**HOW TO COMPLETE THIS TASK**
Take the records underneath and set them down exactly.
──────────────────────────────
use crate::backup::actions::Action;
use crate::backup::context::Context;
use crate::backup::middleware::{Middleware, StageKind, StageState};
use crate::backup::naming::ensure_vacant;
use crate::backup::planner::PoolCache;
use crate::backup::result_error::error::Error;
use crate::backup::result_error::result::Result;
use crate::backup::validate::validate_key_file;

use std::path::{Path, PathBuf};
use std::rc::Rc;

/// Opens an encrypted device with the entry's `key_file`.
pub struct DecryptStage {
    ctx: Rc<Context>,
}

impl DecryptStage {
    pub fn new(ctx: Rc<Context>) -> Self {
        Self { ctx }
    }

    fn key_file(&self, index: usize) -> Result<PathBuf> {
        let key_file = self.ctx.options().required_path(index, "key_file")?;
        validate_key_file(&key_file).map_err(|e| {
            Error::configuration(format!("Unusable key_file of entry {index}: {e}"))
        })?;
        Ok(key_file)
    }
}

impl Middleware for DecryptStage {
    fn kind(&self) -> StageKind {
        StageKind::Decrypt
    }

    fn check_config(&self, index: usize, in_place: bool, _pools: &mut PoolCache) -> Result<()> {
        self.key_file(index)?;
        let name = self.ctx.namer().mapping_name(index, in_place)?;
        ensure_vacant(
            "encrypted mapping",
            &name,
            self.ctx.services().crypt.exists(&name),
        )
    }

    fn prepare(&self, _index: usize) -> Result<StageState> {
        Ok(StageState::Empty)
    }

    fn before_step(
        &self,
        index: usize,
        input: &Path,
        in_place: bool,
        _state: StageState,
    ) -> Result<(PathBuf, StageState)> {
        let crypt = &self.ctx.services().crypt;
        let key_file = self.key_file(index)?;
        let name = self.ctx.namer().mapping_name(index, in_place)?;
        ensure_vacant("encrypted mapping", &name, crypt.exists(&name))?;

        let mapped = self.ctx.actions().perform(
            Action::OpenMapping {
                device: input.to_path_buf(),
                key_file: key_file.clone(),
                name: name.clone(),
            },
            || crypt.open(input, &key_file, &name),
            || crypt.mapped_path(&name),
        )?;

        Ok((mapped, StageState::Mapping { name }))
    }

    fn after_step(&self, _location: &Path, state: &StageState) -> Result<()> {
        let StageState::Mapping { name } = state else {
            return Ok(());
        };
        self.ctx.actions().perform_unit(
            Action::CloseMapping { name: name.clone() },
            || self.ctx.services().crypt.close(name),
        )
    }
}
use crate::backup::result_error::{AddFunctionName, AddMsg};
use derive_more::Display;
use itertools::Itertools;
use thiserror::Error;

/// Broad classification used to pick the process exit status.
#[derive(Debug, Display, Clone, Copy, PartialEq, Eq)]
pub enum ErrorKind {
    /// Detected before anything was mutated.
    #[display("configuration")]
    Configuration,
    /// An external collaborator failed while the run was mutating state.
    #[display("execution")]
    Execution,
}

#[derive(Error, Debug)]
pub enum Error {
    #[error(transparent)]
    Io(#[from] std::io::Error),
    #[error(transparent)]
    Validation(#[from] validator::ValidationErrors),
    #[error(transparent)]
    SerdeJson(#[from] serde_json::Error),
    #[error("{0}")]
    Configuration(String),
    #[error("Missing required option {key:?} ({scope})")]
    MissingOption { key: String, scope: String },
    #[error("Invalid size {0:?}, expected <number>[k|m|g|t]")]
    InvalidSize(String),
    #[error("`{}` failed with {}{}", command, status, format_output(output))]
    Execution {
        command: String,
        status: String,
        output: String,
    },
    #[error("Entry {index} cannot {operation} while {state}")]
    InvalidTransition {
        index: usize,
        state: String,
        operation: &'static str,
    },
    #[error("{}:\n{}", msg, indent::indent_all_with("  ", error.to_string()))]
    WithMsg { msg: String, error: Box<Error> },
    #[error("{} failed:\n{}", fn_name, indent::indent_all_with("  ", error.to_string()))]
    WithFnName { error: Box<Error>, fn_name: String },
    #[error("{}", itertools::join(.0, "\n\n"))]
    LotsOfError(Vec<Error>),
}

fn format_output(output: &str) -> String {
    let output = output.trim_end();
    if output.is_empty() {
        String::new()
    } else {
        format!(":\n{}", indent::indent_all_with("  ", output))
    }
}

impl<S: Into<String>> AddMsg<S> for Error {
    fn add_msg(self, msg: S) -> Self {
        Self::WithMsg {
            msg: msg.into(),
            error: Box::new(self),
        }
    }
}

impl<S: Into<String>> AddFunctionName<S> for Error {
    fn add_fn_name(self, fn_name: S) -> Self {
        Self::WithFnName {
            error: Box::new(self),
            fn_name: fn_name.into(),
        }
    }
}

impl From<Vec<Error>> for Error {
    fn from(errors: Vec<Error>) -> Self {
        if errors.is_empty() {
            panic!("Should not create lots of errors when error is empty")
        }
        Self::LotsOfError(errors.into_iter().flat_map(|e| e.into_iter()).collect_vec())
    }
}

impl Error {
    pub fn configuration<S: Into<String>>(msg: S) -> Self {
        Error::Configuration(msg.into())
    }

    pub fn missing_option<K: Into<String>, S: Into<String>>(key: K, scope: S) -> Self {
        Error::MissingOption {
            key: key.into(),
            scope: scope.into(),
        }
    }

    pub fn into_iter(self) -> Box<dyn Iterator<Item = Error>> {
        match self {
            Error::LotsOfError(v) => Box::new(v.into_iter().flat_map(|e| e.into_iter())),
            e => Box::new(std::iter::once(e)),
        }
    }

    pub fn chain(self, other: Error) -> Error {
        Error::LotsOfError(self.into_iter().chain(other.into_iter()).collect_vec())
    }

    pub fn kind(&self) -> ErrorKind {
        match self {
            Error::Validation(_)
            | Error::Configuration(_)
            | Error::MissingOption { .. }
            | Error::InvalidSize(_) => ErrorKind::Configuration,
            Error::Io(_)
            | Error::SerdeJson(_)
            | Error::Execution { .. }
            | Error::InvalidTransition { .. } => ErrorKind::Execution,
            Error::WithMsg { error, .. } | Error::WithFnName { error, .. } => error.kind(),
            Error::LotsOfError(errors) => errors
                .first()
                .map(Error::kind)
                .unwrap_or(ErrorKind::Execution),
        }
    }
}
──────────────────────────────
**THE COMPLETED TASK**
use crate::backup::actions::Action;
use crate::backup::context::Context;
use crate::backup::middleware::{Middleware, StageKind, StageState};
use crate::backup::naming::ensure_vacant;
use crate::backup::planner::PoolCache;
use crate::backup::result_error::error::Error;
use crate::backup::result_error::result::Result;
use crate::backup::validate::validate_key_file;

use std::path::{Path, PathBuf};
use std::rc::Rc;

/// Opens an encrypted device with the entry's `key_file`.
pub struct DecryptStage {
    ctx: Rc<Context>,
}

impl DecryptStage {
    pub fn new(ctx: Rc<Context>) -> Self {
        Self { ctx }
    }

    fn key_file(&self, index: usize) -> Result<PathBuf> {
        let key_file = self.ctx.options().required_path(index, "key_file")?;
        validate_key_file(&key_file).map_err(|e| {
            Error::configuration(format!("Unusable key_file of entry {index}: {e}"))
        })?;
        Ok(key_file)
    }
}

impl Middleware for DecryptStage {
    fn kind(&self) -> StageKind {
        StageKind::Decrypt
    }

    fn check_config(&self, index: usize, in_place: bool, _pools: &mut PoolCache) -> Result<()> {
        self.key_file(index)?;
        let name = self.ctx.namer().mapping_name(index, in_place)?;
        ensure_vacant(
            "encrypted mapping",
            &name,
            self.ctx.services().crypt.exists(&name),
        )
    }

    fn prepare(&self, _index: usize) -> Result<StageState> {
        Ok(StageState::Empty)
    }

    fn before_step(
        &self,
        index: usize,
        input: &Path,
        in_place: bool,
        _state: StageState,
    ) -> Result<(PathBuf, StageState)> {
        let crypt = &self.ctx.services().crypt;
        let key_file = self.key_file(index)?;
        let name = self.ctx.namer().mapping_name(index, in_place)?;
        ensure_vacant("encrypted mapping", &name, crypt.exists(&name))?;

        let mapped = self.ctx.actions().perform(
            Action::OpenMapping {
                device: input.to_path_buf(),
                key_file: key_file.clone(),
                name: name.clone(),
            },
            || crypt.open(input, &key_file, &name),
            || crypt.mapped_path(&name),
        )?;

        Ok((mapped, StageState::Mapping { name }))
    }

    fn after_step(&self, _location: &Path, state: &StageState) -> Result<()> {
        let StageState::Mapping { name } = state else {
            return Ok(());
        };
        self.ctx.actions().perform_unit(
            Action::CloseMapping { name: name.clone() },
            || self.ctx.services().crypt.close(name),
        )
    }
}
use crate::backup::result_error::{AddFunctionName, AddMsg};
use derive_more::Display;
use itertools::Itertools;
use thiserror::Error;

/// Broad classification used to pick the process exit status.
#[derive(Debug, Display, Clone, Copy, PartialEq, Eq)]
pub enum ErrorKind {
    /// Detected before anything was mutated.
    #[display("configuration")]
    Configuration,
    /// An external collaborator failed while the run was mutating state.
    #[display("execution")]
    Execution,
}

#[derive(Error, Debug)]
pub enum Error {
    #[error(transparent)]
    Io(#[from] std::io::Error),
    #[error(transparent)]
    Validation(#[from] validator::ValidationErrors),
    #[error(transparent)]
    SerdeJson(#[from] serde_json::Error),
    #[error("{0}")]
    Configuration(String),
    #[error("Missing required option {key:?} ({scope})")]
    MissingOption { key: String, scope: String },
    #[error("Invalid size {0:?}, expected <number>[k|m|g|t]")]
    InvalidSize(String),
    #[error("`{}` failed with {}{}", command, status, format_output(output))]
    Execution {
        command: String,
        status: String,
        output: String,
    },
    #[error("Entry {index} cannot {operation} while {state}")]
    InvalidTransition {
        index: usize,
        state: String,
        operation: &'static str,
    },
    #[error("{}:\n{}", msg, indent::indent_all_with("  ", error.to_string()))]
    WithMsg { msg: String, error: Box<Error> },
    #[error("{} failed:\n{}", fn_name, indent::indent_all_with("  ", error.to_string()))]
    WithFnName { error: Box<Error>, fn_name: String },
    #[error("{}", itertools::join(.0, "\n\n"))]
    LotsOfError(Vec<Error>),
}

fn format_output(output: &str) -> String {
    let output = output.trim_end();
    if output.is_empty() {
        String::new()
    } else {
        format!(":\n{}", indent::indent_all_with("  ", output))
    }
}

impl<S: Into<String>> AddMsg<S> for Error {
    fn add_msg(self, msg: S) -> Self {
        Self::WithMsg {
            msg: msg.into(),
            error: Box::new(self),
        }
    }
}

impl<S: Into<String>> AddFunctionName<S> for Error {
    fn add_fn_name(self, fn_name: S) -> Self {
        Self::WithFnName {
            error: Box::new(self),
            fn_name: fn_name.into(),
        }
    }
}

impl From<Vec<Error>> for Error {
    fn from(errors: Vec<Error>) -> Self {
        if errors.is_empty() {
            panic!("Should not create lots of errors when error is empty")
        }
        Self::LotsOfError(errors.into_iter().flat_map(|e| e.into_iter()).collect_vec())
    }
}

impl Error {
    pub fn configuration<S: Into<String>>(msg: S) -> Self {
        Error::Configuration(msg.into())
    }

    pub fn missing_option<K: Into<String>, S: Into<String>>(key: K, scope: S) -> Self {
        Error::MissingOption {
            key: key.into(),
            scope: scope.into(),
        }
    }

    pub fn into_iter(self) -> Box<dyn Iterator<Item = Error>> {
        match self {
            Error::LotsOfError(v) => Box::new(v.into_iter().flat_map(|e| e.into_iter())),
            e => Box::new(std::iter::once(e)),
        }
    }

    pub fn chain(self, other: Error) -> Error {
        Error::LotsOfError(self.into_iter().chain(other.into_iter()).collect_vec())
    }

    pub fn kind(&self) -> ErrorKind {
        match self {
            Error::Validation(_)
            | Error::Configuration(_)
            | Error::MissingOption { .. }
            | Error::InvalidSize(_) => ErrorKind::Configuration,
            Error::Io(_)
            | Error::SerdeJson(_)
            | Error::Execution { .. }
            | Error::InvalidTransition { .. } => ErrorKind::Execution,
            Error::WithMsg { error, .. } | Error::WithFnName { error, .. } => error.kind(),
            Error::LotsOfError(errors) => errors
                .first()
                .map(Error::kind)
                .unwrap_or(ErrorKind::Execution),
        }
    }
}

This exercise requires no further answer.